- **Task prompt**:
Retype the records below exactly as they appear.

- **Records for processing**:
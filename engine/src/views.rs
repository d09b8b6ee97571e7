//! Derived views: pure projections of mirror and ledger snapshots.

use serde::Serialize;

use crate::format::format_compact;
use crate::ledger::ProfitRecord;
use crate::record::{Item, MoneyType};
use crate::request::PurchaseRequest;
use crate::DocumentId;

/// One stock row inside a listing.
#[derive(Debug, Clone, PartialEq, Serialize)]
#[serde(rename_all = "camelCase")]
pub struct ListingInstance {
    pub id: DocumentId,
    pub quantity: u32,
}

/// Items sharing a name and money type, shown as one card.
#[derive(Debug, Clone, PartialEq, Serialize)]
#[serde(rename_all = "camelCase")]
pub struct Listing {
    pub name: String,
    pub money_type: MoneyType,
    /// Prices of the first row in the group
    pub cost: f64,
    pub price: f64,
    pub total_quantity: u64,
    pub instances: Vec<ListingInstance>,
}

impl Listing {
    pub fn key(&self) -> (&str, MoneyType) {
        (&self.name, self.money_type)
    }

    pub fn is_in_stock(&self) -> bool {
        self.total_quantity > 0
    }

    /// First row that still has stock.
    pub fn sellable_instance(&self) -> Option<&ListingInstance> {
        self.instances.iter().find(|i| i.quantity > 0)
    }

    pub fn compact_price(&self) -> String {
        format_compact(self.price)
    }
}

/// Group items by (name, money type), in order of first appearance.
///
/// With `include_empty` false, zero-quantity rows are left out entirely, so
/// a group whose rows are all empty disappears.
pub fn group_listings(items: &[Item], include_empty: bool) -> Vec<Listing> {
    let mut listings: Vec<Listing> = Vec::new();
    for item in items {
        if !include_empty && !item.is_in_stock() {
            continue;
        }
        let instance = ListingInstance {
            id: item.id.clone(),
            quantity: item.quantity,
        };
        match listings
            .iter_mut()
            .find(|l| l.name == item.name && l.money_type == item.money_type)
        {
            Some(listing) => {
                listing.total_quantity += u64::from(item.quantity);
                listing.instances.push(instance);
            }
            None => listings.push(Listing {
                name: item.name.clone(),
                money_type: item.money_type,
                cost: item.cost,
                price: item.price,
                total_quantity: u64::from(item.quantity),
                instances: vec![instance],
            }),
        }
    }
    listings
}

/// What buyers see: in-stock groups only.
pub fn buyer_listings(items: &[Item]) -> Vec<Listing> {
    group_listings(items, false)
}

/// What the admin sees: every group, empty ones included.
pub fn admin_listings(items: &[Item]) -> Vec<Listing> {
    group_listings(items, true)
}

/// Stock statistics over the buyer listings.
#[derive(Debug, Clone, Copy, Default, PartialEq, Serialize)]
#[serde(rename_all = "camelCase")]
pub struct InventoryTotals {
    pub units: u64,
    /// Sum of price × quantity
    pub value: f64,
    pub listings: usize,
}

pub fn inventory_totals(items: &[Item]) -> InventoryTotals {
    buyer_listings(items)
        .iter()
        .fold(InventoryTotals::default(), |acc, l| InventoryTotals {
            units: acc.units + l.total_quantity,
            value: acc.value + l.price * l.total_quantity as f64,
            listings: acc.listings + 1,
        })
}

/// Realized profit, split by money type.
#[derive(Debug, Clone, Copy, Default, PartialEq, Serialize)]
#[serde(rename_all = "camelCase")]
pub struct ProfitTotals {
    pub total: f64,
    pub clean: f64,
    pub dirty: f64,
    pub sales: usize,
}

pub fn profit_totals(records: &[ProfitRecord]) -> ProfitTotals {
    records.iter().fold(ProfitTotals::default(), |mut acc, r| {
        acc.total += r.profit;
        match r.money_type {
            MoneyType::Clean => acc.clean += r.profit,
            MoneyType::Dirty => acc.dirty += r.profit,
        }
        acc.sales += 1;
        acc
    })
}

/// Requests still awaiting a decision, newest first.
pub fn pending_requests(requests: &[PurchaseRequest]) -> Vec<PurchaseRequest> {
    let mut pending: Vec<PurchaseRequest> =
        requests.iter().filter(|r| r.is_pending()).cloned().collect();
    pending.sort_by(|a, b| b.timestamp.cmp(&a.timestamp));
    pending
}
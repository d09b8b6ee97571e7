//! Armory Server - config, admin auth and document store for the storefront.
//!
//! Serves `/api/config` and `/api/admin/verify` for the client's auth
//! boundary, plus the `/v1` document API and `/v1/watch` socket consumed by
//! `armory_engine::RemoteBackend`. Documents live in PostgreSQL when a
//! database is configured and in an in-process `MemoryBackend` otherwise.

pub mod auth;
pub mod config;
pub mod db;
pub mod error;
pub mod handlers;
pub mod routes;
pub mod websocket;

use std::sync::Arc;

use armory_engine::StorageBackend;
use axum::Router;
use tower_http::cors::{Any, CorsLayer};
use tower_http::trace::TraceLayer;

use crate::auth::AdminTokens;
use crate::config::Config;
use crate::websocket::ConnectionManager;

/// Application state shared across handlers.
#[derive(Clone)]
pub struct AppState {
    pub store: Arc<dyn StorageBackend>,
    pub config: Arc<Config>,
    pub conn_manager: Arc<ConnectionManager>,
    pub admin_tokens: Arc<AdminTokens>,
}

impl AppState {
    pub fn new(store: Arc<dyn StorageBackend>, config: Config) -> Self {
        let admin_tokens = Arc::new(AdminTokens::new(config.admin_token_ttl_ms));
        Self {
            store,
            config: Arc::new(config),
            conn_manager: ConnectionManager::new_shared(),
            admin_tokens,
        }
    }
}

/// Build the application router with tracing and CORS layers.
pub fn build_router(state: AppState) -> Router {
    Router::new()
        .merge(routes::create_routes())
        .layer(TraceLayer::new_for_http())
        .layer(
            CorsLayer::new()
                .allow_origin(Any)
                .allow_methods(Any)
                .allow_headers(Any),
        )
        .with_state(state)
}
// Copyright (C) 2025 Vince Vasta
// SPDX-License-Identifier: Apache-2.0

//! Open face poker game engine.
//!
//! A two players open face Chinese poker match against an automated opponent
//! with a wager on every round. The [Engine](engine::Engine) drives the rounds
//! phases, a presentation layer submits the human actions and renders the
//! [Snapshot](engine::Snapshot) of the match.
//!
//! ```
//! # use ofc_core::{engine::{Engine, Phase}, poker::Chips};
//! use rand::{SeedableRng, rngs::StdRng};
//!
//! let mut engine = Engine::with_rng(Default::default(), StdRng::seed_from_u64(1));
//! engine.begin().unwrap();
//! engine.commit_bet(Chips::new(100)).unwrap();
//! engine.lock_bets_and_deal().unwrap();
//! assert_eq!(engine.phase(), Phase::Placement);
//! assert_eq!(engine.human().hand.len(), 5);
//! assert_eq!(engine.opponent().board.placed(), 5);
//! ```
#![warn(clippy::all, rust_2018_idioms, missing_docs)]

pub mod board;
pub mod config;
pub mod engine;
pub mod error;
pub mod placement;
pub mod player;
pub mod poker;
pub mod scoring;
pub mod staking;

- **Solved exercise**:
filename engine/src/views.rs
repository d09b8b6ee97571e7
//! Derived views: pure projections of mirror and ledger snapshots.

use serde::Serialize;

use crate::format::format_compact;
use crate::ledger::ProfitRecord;
use crate::record::{Item, MoneyType};
use crate::request::PurchaseRequest;
use crate::DocumentId;

/// One stock row inside a listing.
#[derive(Debug, Clone, PartialEq, Serialize)]
#[serde(rename_all = "camelCase")]
pub struct ListingInstance {
    pub id: DocumentId,
    pub quantity: u32,
}

/// Items sharing a name and money type, shown as one card.
#[derive(Debug, Clone, PartialEq, Serialize)]
#[serde(rename_all = "camelCase")]
pub struct Listing {
    pub name: String,
    pub money_type: MoneyType,
    /// Prices of the first row in the group
    pub cost: f64,
    pub price: f64,
    pub total_quantity: u64,
    pub instances: Vec<ListingInstance>,
}

impl Listing {
    pub fn key(&self) -> (&str, MoneyType) {
        (&self.name, self.money_type)
    }

    pub fn is_in_stock(&self) -> bool {
        self.total_quantity > 0
    }

    /// First row that still has stock.
    pub fn sellable_instance(&self) -> Option<&ListingInstance> {
        self.instances.iter().find(|i| i.quantity > 0)
    }

    pub fn compact_price(&self) -> String {
        format_compact(self.price)
    }
}

/// Group items by (name, money type), in order of first appearance.
///
/// With `include_empty` false, zero-quantity rows are left out entirely, so
/// a group whose rows are all empty disappears.
pub fn group_listings(items: &[Item], include_empty: bool) -> Vec<Listing> {
    let mut listings: Vec<Listing> = Vec::new();
    for item in items {
        if !include_empty && !item.is_in_stock() {
            continue;
        }
        let instance = ListingInstance {
            id: item.id.clone(),
            quantity: item.quantity,
        };
        match listings
            .iter_mut()
            .find(|l| l.name == item.name && l.money_type == item.money_type)
        {
            Some(listing) => {
                listing.total_quantity += u64::from(item.quantity);
                listing.instances.push(instance);
            }
            None => listings.push(Listing {
                name: item.name.clone(),
                money_type: item.money_type,
                cost: item.cost,
                price: item.price,
                total_quantity: u64::from(item.quantity),
                instances: vec![instance],
            }),
        }
    }
    listings
}

/// What buyers see: in-stock groups only.
pub fn buyer_listings(items: &[Item]) -> Vec<Listing> {
    group_listings(items, false)
}

/// What the admin sees: every group, empty ones included.
pub fn admin_listings(items: &[Item]) -> Vec<Listing> {
    group_listings(items, true)
}

/// Stock statistics over the buyer listings.
#[derive(Debug, Clone, Copy, Default, PartialEq, Serialize)]
#[serde(rename_all = "camelCase")]
pub struct InventoryTotals {
    pub units: u64,
    /// Sum of price × quantity
    pub value: f64,
    pub listings: usize,
}

pub fn inventory_totals(items: &[Item]) -> InventoryTotals {
    buyer_listings(items)
        .iter()
        .fold(InventoryTotals::default(), |acc, l| InventoryTotals {
            units: acc.units + l.total_quantity,
            value: acc.value + l.price * l.total_quantity as f64,
            listings: acc.listings + 1,
        })
}

/// Realized profit, split by money type.
#[derive(Debug, Clone, Copy, Default, PartialEq, Serialize)]
#[serde(rename_all = "camelCase")]
pub struct ProfitTotals {
    pub total: f64,
    pub clean: f64,
    pub dirty: f64,
    pub sales: usize,
}

pub fn profit_totals(records: &[ProfitRecord]) -> ProfitTotals {
    records.iter().fold(ProfitTotals::default(), |mut acc, r| {
        acc.total += r.profit;
        match r.money_type {
            MoneyType::Clean => acc.clean += r.profit,
            MoneyType::Dirty => acc.dirty += r.profit,
        }
        acc.sales += 1;
        acc
    })
}

/// Requests still awaiting a decision, newest first.
pub fn pending_requests(requests: &[PurchaseRequest]) -> Vec<PurchaseRequest> {
    let mut pending: Vec<PurchaseRequest> =
        requests.iter().filter(|r| r.is_pending()).cloned().collect();
    pending.sort_by(|a, b| b.timestamp.cmp(&a.timestamp));
    pending
}
repository d09b8b6ee97571e7
//! Armory Server - config, admin auth and document store for the storefront.
//!
//! Serves `/api/config` and `/api/admin/verify` for the client's auth
//! boundary, plus the `/v1` document API and `/v1/watch` socket consumed by
//! `armory_engine::RemoteBackend`. Documents live in PostgreSQL when a
//! database is configured and in an in-process `MemoryBackend` otherwise.

pub mod auth;
pub mod config;
pub mod db;
pub mod error;
pub mod handlers;
pub mod routes;
pub mod websocket;

use std::sync::Arc;

use armory_engine::StorageBackend;
use axum::Router;
use tower_http::cors::{Any, CorsLayer};
use tower_http::trace::TraceLayer;

use crate::auth::AdminTokens;
use crate::config::Config;
use crate::websocket::ConnectionManager;

/// Application state shared across handlers.
#[derive(Clone)]
pub struct AppState {
    pub store: Arc<dyn StorageBackend>,
    pub config: Arc<Config>,
    pub conn_manager: Arc<ConnectionManager>,
    pub admin_tokens: Arc<AdminTokens>,
}

impl AppState {
    pub fn new(store: Arc<dyn StorageBackend>, config: Config) -> Self {
        let admin_tokens = Arc::new(AdminTokens::new(config.admin_token_ttl_ms));
        Self {
            store,
            config: Arc::new(config),
            conn_manager: ConnectionManager::new_shared(),
            admin_tokens,
        }
    }
}

/// Build the application router with tracing and CORS layers.
pub fn build_router(state: AppState) -> Router {
    Router::new()
        .merge(routes::create_routes())
        .layer(TraceLayer::new_for_http())
        .layer(
            CorsLayer::new()
                .allow_origin(Any)
                .allow_methods(Any)
                .allow_headers(Any),
        )
        .with_state(state)
}
// Copyright (C) 2025 Vince Vasta
// SPDX-License-Identifier: Apache-2.0

//! Open face poker game engine.
//!
//! A two players open face Chinese poker match against an automated opponent
//! with a wager on every round. The [Engine](engine::Engine) drives the rounds
//! phases, a presentation layer submits the human actions and renders the
//! [Snapshot](engine::Snapshot) of the match.
//!
//! ```
//! # use ofc_core::{engine::{Engine, Phase}, poker::Chips};
//! use rand::{SeedableRng, rngs::StdRng};
//!
//! let mut engine = Engine::with_rng(Default::default(), StdRng::seed_from_u64(1));
//! engine.begin().unwrap();
//! engine.commit_bet(Chips::new(100)).unwrap();
//! engine.lock_bets_and_deal().unwrap();
//! assert_eq!(engine.phase(), Phase::Placement);
//! assert_eq!(engine.human().hand.len(), 5);
//! assert_eq!(engine.opponent().board.placed(), 5);
//! ```
#![warn(clippy::all, rust_2018_idioms, missing_docs)]

pub mod board;
pub mod config;
pub mod engine;
pub mod error;
pub mod placement;
pub mod player;
pub mod poker;
pub mod scoring;
pub mod staking;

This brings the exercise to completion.